- _Work instruction_: Output each line of the material exactly as it stands.

- _Information supplied_:

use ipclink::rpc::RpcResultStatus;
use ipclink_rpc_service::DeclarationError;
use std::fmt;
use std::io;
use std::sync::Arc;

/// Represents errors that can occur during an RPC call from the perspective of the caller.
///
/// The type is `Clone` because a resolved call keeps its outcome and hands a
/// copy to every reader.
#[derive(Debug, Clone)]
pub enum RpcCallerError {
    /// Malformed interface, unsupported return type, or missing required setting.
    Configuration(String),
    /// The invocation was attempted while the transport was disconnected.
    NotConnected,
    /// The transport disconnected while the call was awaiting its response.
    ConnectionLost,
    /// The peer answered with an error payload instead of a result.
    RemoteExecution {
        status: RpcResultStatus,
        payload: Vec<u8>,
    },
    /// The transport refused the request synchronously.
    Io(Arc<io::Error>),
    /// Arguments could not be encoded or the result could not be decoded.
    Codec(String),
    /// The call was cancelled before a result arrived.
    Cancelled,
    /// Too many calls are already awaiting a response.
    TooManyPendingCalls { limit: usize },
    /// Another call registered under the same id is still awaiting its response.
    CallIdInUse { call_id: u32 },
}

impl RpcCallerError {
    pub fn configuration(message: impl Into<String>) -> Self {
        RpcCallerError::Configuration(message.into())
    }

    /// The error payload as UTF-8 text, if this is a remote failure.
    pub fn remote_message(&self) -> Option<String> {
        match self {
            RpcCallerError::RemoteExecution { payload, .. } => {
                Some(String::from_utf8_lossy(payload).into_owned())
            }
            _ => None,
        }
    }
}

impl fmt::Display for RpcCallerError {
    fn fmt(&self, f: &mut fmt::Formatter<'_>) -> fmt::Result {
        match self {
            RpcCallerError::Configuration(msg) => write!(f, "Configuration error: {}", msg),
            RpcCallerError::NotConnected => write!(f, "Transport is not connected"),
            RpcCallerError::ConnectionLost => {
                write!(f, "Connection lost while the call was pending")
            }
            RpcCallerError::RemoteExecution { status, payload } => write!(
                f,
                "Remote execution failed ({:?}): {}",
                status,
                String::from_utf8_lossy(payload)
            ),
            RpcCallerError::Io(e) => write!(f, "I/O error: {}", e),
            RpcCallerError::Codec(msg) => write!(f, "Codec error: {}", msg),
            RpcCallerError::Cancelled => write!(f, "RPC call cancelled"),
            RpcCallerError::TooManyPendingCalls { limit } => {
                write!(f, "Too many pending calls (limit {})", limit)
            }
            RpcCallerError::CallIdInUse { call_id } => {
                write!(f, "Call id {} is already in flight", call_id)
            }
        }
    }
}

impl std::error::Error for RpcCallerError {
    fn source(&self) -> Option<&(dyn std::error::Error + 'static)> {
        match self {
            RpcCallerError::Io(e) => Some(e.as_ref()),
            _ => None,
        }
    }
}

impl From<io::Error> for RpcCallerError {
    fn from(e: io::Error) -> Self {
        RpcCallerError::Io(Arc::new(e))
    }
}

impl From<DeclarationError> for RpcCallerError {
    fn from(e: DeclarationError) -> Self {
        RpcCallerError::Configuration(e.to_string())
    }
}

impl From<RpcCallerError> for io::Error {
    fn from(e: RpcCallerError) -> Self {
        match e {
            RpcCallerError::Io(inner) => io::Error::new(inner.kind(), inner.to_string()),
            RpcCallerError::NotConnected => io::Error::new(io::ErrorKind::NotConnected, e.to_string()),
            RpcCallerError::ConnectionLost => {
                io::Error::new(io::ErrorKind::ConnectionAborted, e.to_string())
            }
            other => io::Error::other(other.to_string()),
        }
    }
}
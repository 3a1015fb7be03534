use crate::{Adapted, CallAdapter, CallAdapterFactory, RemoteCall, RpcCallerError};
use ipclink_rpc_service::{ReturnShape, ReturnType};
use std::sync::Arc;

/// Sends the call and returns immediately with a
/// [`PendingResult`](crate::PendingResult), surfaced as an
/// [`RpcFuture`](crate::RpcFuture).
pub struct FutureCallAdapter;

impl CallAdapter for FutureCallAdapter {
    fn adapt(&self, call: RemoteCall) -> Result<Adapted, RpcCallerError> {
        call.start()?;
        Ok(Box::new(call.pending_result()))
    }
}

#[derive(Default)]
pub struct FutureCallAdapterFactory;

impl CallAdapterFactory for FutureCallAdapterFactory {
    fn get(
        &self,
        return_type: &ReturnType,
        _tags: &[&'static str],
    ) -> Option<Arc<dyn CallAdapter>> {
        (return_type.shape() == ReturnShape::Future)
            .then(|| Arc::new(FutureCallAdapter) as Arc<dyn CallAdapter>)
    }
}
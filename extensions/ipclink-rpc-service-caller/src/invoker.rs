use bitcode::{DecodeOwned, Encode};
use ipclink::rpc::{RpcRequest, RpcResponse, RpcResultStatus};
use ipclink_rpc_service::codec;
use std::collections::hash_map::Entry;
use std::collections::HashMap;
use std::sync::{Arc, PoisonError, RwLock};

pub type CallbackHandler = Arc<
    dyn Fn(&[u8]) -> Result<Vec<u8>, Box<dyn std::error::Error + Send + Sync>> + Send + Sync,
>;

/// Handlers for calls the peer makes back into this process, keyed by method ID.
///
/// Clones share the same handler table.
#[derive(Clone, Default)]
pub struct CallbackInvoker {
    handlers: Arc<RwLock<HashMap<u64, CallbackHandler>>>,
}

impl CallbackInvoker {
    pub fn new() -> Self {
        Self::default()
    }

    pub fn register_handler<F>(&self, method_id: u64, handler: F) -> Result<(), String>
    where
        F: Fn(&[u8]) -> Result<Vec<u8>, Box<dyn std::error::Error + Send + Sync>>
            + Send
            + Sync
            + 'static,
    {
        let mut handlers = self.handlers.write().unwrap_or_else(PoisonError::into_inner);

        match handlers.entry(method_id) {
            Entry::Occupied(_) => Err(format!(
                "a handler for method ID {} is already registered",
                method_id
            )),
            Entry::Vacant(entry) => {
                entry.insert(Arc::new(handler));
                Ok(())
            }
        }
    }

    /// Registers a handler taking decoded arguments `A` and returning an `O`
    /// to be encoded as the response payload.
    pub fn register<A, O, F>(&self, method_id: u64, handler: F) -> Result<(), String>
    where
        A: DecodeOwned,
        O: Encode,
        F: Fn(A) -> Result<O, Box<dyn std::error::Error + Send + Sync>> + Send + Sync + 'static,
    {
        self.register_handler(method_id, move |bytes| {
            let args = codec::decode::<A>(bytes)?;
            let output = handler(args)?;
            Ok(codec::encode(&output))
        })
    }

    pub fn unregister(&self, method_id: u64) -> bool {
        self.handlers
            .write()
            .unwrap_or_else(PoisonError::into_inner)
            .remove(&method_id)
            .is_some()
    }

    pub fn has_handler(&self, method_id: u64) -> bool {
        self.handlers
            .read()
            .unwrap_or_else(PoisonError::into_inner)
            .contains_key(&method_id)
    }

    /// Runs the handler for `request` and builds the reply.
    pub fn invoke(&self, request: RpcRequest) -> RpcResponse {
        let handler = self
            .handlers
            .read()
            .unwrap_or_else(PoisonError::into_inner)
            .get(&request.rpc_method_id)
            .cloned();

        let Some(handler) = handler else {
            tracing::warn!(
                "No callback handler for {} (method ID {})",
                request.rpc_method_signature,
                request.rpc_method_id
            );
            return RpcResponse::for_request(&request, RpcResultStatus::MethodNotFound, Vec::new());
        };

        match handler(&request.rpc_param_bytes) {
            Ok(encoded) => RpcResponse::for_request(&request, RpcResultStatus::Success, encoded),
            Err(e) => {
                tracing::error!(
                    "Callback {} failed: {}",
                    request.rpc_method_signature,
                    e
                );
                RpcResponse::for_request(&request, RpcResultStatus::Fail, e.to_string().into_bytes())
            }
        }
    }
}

- _Task response_:
use ipclink::rpc::RpcResultStatus;
use ipclink_rpc_service::DeclarationError;
use std::fmt;
use std::io;
use std::sync::Arc;

/// Represents errors that can occur during an RPC call from the perspective of the caller.
///
/// The type is `Clone` because a resolved call keeps its outcome and hands a
/// copy to every reader.
#[derive(Debug, Clone)]
pub enum RpcCallerError {
    /// Malformed interface, unsupported return type, or missing required setting.
    Configuration(String),
    /// The invocation was attempted while the transport was disconnected.
    NotConnected,
    /// The transport disconnected while the call was awaiting its response.
    ConnectionLost,
    /// The peer answered with an error payload instead of a result.
    RemoteExecution {
        status: RpcResultStatus,
        payload: Vec<u8>,
    },
    /// The transport refused the request synchronously.
    Io(Arc<io::Error>),
    /// Arguments could not be encoded or the result could not be decoded.
    Codec(String),
    /// The call was cancelled before a result arrived.
    Cancelled,
    /// Too many calls are already awaiting a response.
    TooManyPendingCalls { limit: usize },
    /// Another call registered under the same id is still awaiting its response.
    CallIdInUse { call_id: u32 },
}

impl RpcCallerError {
    pub fn configuration(message: impl Into<String>) -> Self {
        RpcCallerError::Configuration(message.into())
    }

    /// The error payload as UTF-8 text, if this is a remote failure.
    pub fn remote_message(&self) -> Option<String> {
        match self {
            RpcCallerError::RemoteExecution { payload, .. } => {
                Some(String::from_utf8_lossy(payload).into_owned())
            }
            _ => None,
        }
    }
}

impl fmt::Display for RpcCallerError {
    fn fmt(&self, f: &mut fmt::Formatter<'_>) -> fmt::Result {
        match self {
            RpcCallerError::Configuration(msg) => write!(f, "Configuration error: {}", msg),
            RpcCallerError::NotConnected => write!(f, "Transport is not connected"),
            RpcCallerError::ConnectionLost => {
                write!(f, "Connection lost while the call was pending")
            }
            RpcCallerError::RemoteExecution { status, payload } => write!(
                f,
                "Remote execution failed ({:?}): {}",
                status,
                String::from_utf8_lossy(payload)
            ),
            RpcCallerError::Io(e) => write!(f, "I/O error: {}", e),
            RpcCallerError::Codec(msg) => write!(f, "Codec error: {}", msg),
            RpcCallerError::Cancelled => write!(f, "RPC call cancelled"),
            RpcCallerError::TooManyPendingCalls { limit } => {
                write!(f, "Too many pending calls (limit {})", limit)
            }
            RpcCallerError::CallIdInUse { call_id } => {
                write!(f, "Call id {} is already in flight", call_id)
            }
        }
    }
}

impl std::error::Error for RpcCallerError {
    fn source(&self) -> Option<&(dyn std::error::Error + 'static)> {
        match self {
            RpcCallerError::Io(e) => Some(e.as_ref()),
            _ => None,
        }
    }
}

impl From<io::Error> for RpcCallerError {
    fn from(e: io::Error) -> Self {
        RpcCallerError::Io(Arc::new(e))
    }
}

impl From<DeclarationError> for RpcCallerError {
    fn from(e: DeclarationError) -> Self {
        RpcCallerError::Configuration(e.to_string())
    }
}

impl From<RpcCallerError> for io::Error {
    fn from(e: RpcCallerError) -> Self {
        match e {
            RpcCallerError::Io(inner) => io::Error::new(inner.kind(), inner.to_string()),
            RpcCallerError::NotConnected => io::Error::new(io::ErrorKind::NotConnected, e.to_string()),
            RpcCallerError::ConnectionLost => {
                io::Error::new(io::ErrorKind::ConnectionAborted, e.to_string())
            }
            other => io::Error::other(other.to_string()),
        }
    }
}
repository 3a1015fb7be03534
use crate::{Adapted, CallAdapter, CallAdapterFactory, RemoteCall, RpcCallerError};
use ipclink_rpc_service::{ReturnShape, ReturnType};
use std::sync::Arc;

/// Sends the call and returns immediately with a
/// [`PendingResult`](crate::PendingResult), surfaced as an
/// [`RpcFuture`](crate::RpcFuture).
pub struct FutureCallAdapter;

impl CallAdapter for FutureCallAdapter {
    fn adapt(&self, call: RemoteCall) -> Result<Adapted, RpcCallerError> {
        call.start()?;
        Ok(Box::new(call.pending_result()))
    }
}

#[derive(Default)]
pub struct FutureCallAdapterFactory;

impl CallAdapterFactory for FutureCallAdapterFactory {
    fn get(
        &self,
        return_type: &ReturnType,
        _tags: &[&'static str],
    ) -> Option<Arc<dyn CallAdapter>> {
        (return_type.shape() == ReturnShape::Future)
            .then(|| Arc::new(FutureCallAdapter) as Arc<dyn CallAdapter>)
    }
}
filename extensions/ipclink-rpc-service-caller/src/invoker.rs
use bitcode::{DecodeOwned, Encode};
use ipclink::rpc::{RpcRequest, RpcResponse, RpcResultStatus};
use ipclink_rpc_service::codec;
use std::collections::hash_map::Entry;
use std::collections::HashMap;
use std::sync::{Arc, PoisonError, RwLock};

pub type CallbackHandler = Arc<
    dyn Fn(&[u8]) -> Result<Vec<u8>, Box<dyn std::error::Error + Send + Sync>> + Send + Sync,
>;

/// Handlers for calls the peer makes back into this process, keyed by method ID.
///
/// Clones share the same handler table.
#[derive(Clone, Default)]
pub struct CallbackInvoker {
    handlers: Arc<RwLock<HashMap<u64, CallbackHandler>>>,
}

impl CallbackInvoker {
    pub fn new() -> Self {
        Self::default()
    }

    pub fn register_handler<F>(&self, method_id: u64, handler: F) -> Result<(), String>
    where
        F: Fn(&[u8]) -> Result<Vec<u8>, Box<dyn std::error::Error + Send + Sync>>
            + Send
            + Sync
            + 'static,
    {
        let mut handlers = self.handlers.write().unwrap_or_else(PoisonError::into_inner);

        match handlers.entry(method_id) {
            Entry::Occupied(_) => Err(format!(
                "a handler for method ID {} is already registered",
                method_id
            )),
            Entry::Vacant(entry) => {
                entry.insert(Arc::new(handler));
                Ok(())
            }
        }
    }

    /// Registers a handler taking decoded arguments `A` and returning an `O`
    /// to be encoded as the response payload.
    pub fn register<A, O, F>(&self, method_id: u64, handler: F) -> Result<(), String>
    where
        A: DecodeOwned,
        O: Encode,
        F: Fn(A) -> Result<O, Box<dyn std::error::Error + Send + Sync>> + Send + Sync + 'static,
    {
        self.register_handler(method_id, move |bytes| {
            let args = codec::decode::<A>(bytes)?;
            let output = handler(args)?;
            Ok(codec::encode(&output))
        })
    }

    pub fn unregister(&self, method_id: u64) -> bool {
        self.handlers
            .write()
            .unwrap_or_else(PoisonError::into_inner)
            .remove(&method_id)
            .is_some()
    }

    pub fn has_handler(&self, method_id: u64) -> bool {
        self.handlers
            .read()
            .unwrap_or_else(PoisonError::into_inner)
            .contains_key(&method_id)
    }

    /// Runs the handler for `request` and builds the reply.
    pub fn invoke(&self, request: RpcRequest) -> RpcResponse {
        let handler = self
            .handlers
            .read()
            .unwrap_or_else(PoisonError::into_inner)
            .get(&request.rpc_method_id)
            .cloned();

        let Some(handler) = handler else {
            tracing::warn!(
                "No callback handler for {} (method ID {})",
                request.rpc_method_signature,
                request.rpc_method_id
            );
            return RpcResponse::for_request(&request, RpcResultStatus::MethodNotFound, Vec::new());
        };

        match handler(&request.rpc_param_bytes) {
            Ok(encoded) => RpcResponse::for_request(&request, RpcResultStatus::Success, encoded),
            Err(e) => {
                tracing::error!(
                    "Callback {} failed: {}",
                    request.rpc_method_signature,
                    e
                );
                RpcResponse::for_request(&request, RpcResultStatus::Fail, e.to_string().into_bytes())
            }
        }
    }
}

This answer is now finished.